(Stored data)

*** Block opens ***

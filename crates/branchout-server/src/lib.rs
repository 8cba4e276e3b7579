//! The BranchOut web server.
//!
//! Wires the session layer, Google OAuth and email login, the profile,
//! directory, matches and messages pages, uploaded-picture serving, and the
//! JSON API from [`branchout_api`] into one axum [`Router`].

pub mod auth;
pub mod error;
pub mod oauth;
pub mod pages;
pub mod session;
pub mod upload;

pub use error::Error;

use std::{path::PathBuf, sync::Arc};

use axum::{
  Router,
  extract::DefaultBodyLimit,
  middleware,
  routing::{get, post},
};
use branchout_core::store::DirectoryStore;
use serde::Deserialize;
use tower_http::{services::ServeDir, trace::TraceLayer};
use tower_sessions::{Expiry, MemoryStore, SessionManagerLayer, cookie::SameSite};

use oauth::GoogleOAuth;

// ─── Configuration ────────────────────────────────────────────────────────────

/// Runtime server configuration, deserialised from `config.toml` and
/// `BRANCHOUT_*` environment variables. Every field has a default.
#[derive(Deserialize, Clone)]
#[serde(default)]
pub struct ServerConfig {
  pub host:                       String,
  pub port:                       u16,
  /// Display name handed to every page.
  pub app_name:                   String,
  pub database_path:              PathBuf,
  /// Where uploaded profile pictures are written; served under `/uploads`.
  pub upload_dir:                 PathBuf,
  /// Public origin, used to build the OAuth redirect URI.
  pub base_url:                   String,
  pub google_client_id:           Option<String>,
  pub google_client_secret:       Option<String>,
  pub oauth_timeout_secs:         u64,
  /// Enables `POST /login/email`, which trusts the submitted address.
  pub allow_email_login:          bool,
  pub require_login_for_api:      bool,
  pub session_inactivity_minutes: i64,
}

impl Default for ServerConfig {
  fn default() -> Self {
    Self {
      host:                       "127.0.0.1".to_owned(),
      port:                       8080,
      app_name:                   "BranchOut".to_owned(),
      database_path:              PathBuf::from("branchout.db"),
      upload_dir:                 PathBuf::from("uploads"),
      base_url:                   "http://localhost:8080".to_owned(),
      google_client_id:           None,
      google_client_secret:       None,
      oauth_timeout_secs:         10,
      allow_email_login:          false,
      require_login_for_api:      true,
      session_inactivity_minutes: 120,
    }
  }
}

impl ServerConfig {
  /// Session cookies carry `Secure` when the site is served over https.
  pub fn secure_cookies(&self) -> bool { self.base_url.starts_with("https://") }
}

// ─── Application state ────────────────────────────────────────────────────────

/// Shared state threaded through all page handlers.
#[derive(Clone)]
pub struct AppState<S: DirectoryStore> {
  pub store:  Arc<S>,
  pub config: Arc<ServerConfig>,
  /// `None` when Google sign-in is not configured.
  pub oauth:  Option<GoogleOAuth>,
}

impl<S: DirectoryStore> AppState<S> {
  pub fn new(store: S, config: ServerConfig) -> Result<Self, Error> {
    let oauth = GoogleOAuth::from_config(&config)?;
    Ok(Self {
      store: Arc::new(store),
      config: Arc::new(config),
      oauth,
    })
  }
}

// ─── Router ───────────────────────────────────────────────────────────────────

/// Build the complete application router, including the session layer.
pub fn router<S>(state: AppState<S>) -> Router
where
  S: DirectoryStore + Clone + 'static,
{
  let sessions = SessionManagerLayer::new(MemoryStore::default())
    .with_secure(state.config.secure_cookies())
    .with_same_site(SameSite::Lax)
    .with_expiry(Expiry::OnInactivity(time::Duration::minutes(
      state.config.session_inactivity_minutes,
    )));

  let mut api = branchout_api::api_router(state.store.clone());
  if state.config.require_login_for_api {
    api = api.layer(middleware::from_fn(auth::require_session));
  }

  let uploads = ServeDir::new(&state.config.upload_dir);

  Router::new()
    .route("/", get(pages::index::<S>))
    .route("/login", get(auth::login::<S>))
    .route("/authorize", get(auth::authorize::<S>))
    .route("/login/email", post(auth::email_login::<S>))
    .route("/logout", get(auth::logout))
    .route(
      "/profile",
      get(pages::profile::<S>)
        .post(pages::submit_profile::<S>)
        .layer(DefaultBodyLimit::max(upload::MAX_REQUEST_BYTES)),
    )
    .route("/directory", get(pages::directory::<S>))
    .route("/matches", get(pages::matches::<S>))
    .route("/messages", get(pages::messages::<S>))
    .with_state(state)
    .nest_service("/uploads", uploads)
    .nest("/api", api)
    .layer(sessions)
    .layer(TraceLayer::new_for_http())
}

*** Block closes ***

Copy out each line of the records that holds the string "bool".

__OUTPUT OF THE TASK__
  pub allow_email_login:          bool,
  pub require_login_for_api:      bool,
  pub fn secure_cookies(&self) -> bool { self.base_url.starts_with("https://") }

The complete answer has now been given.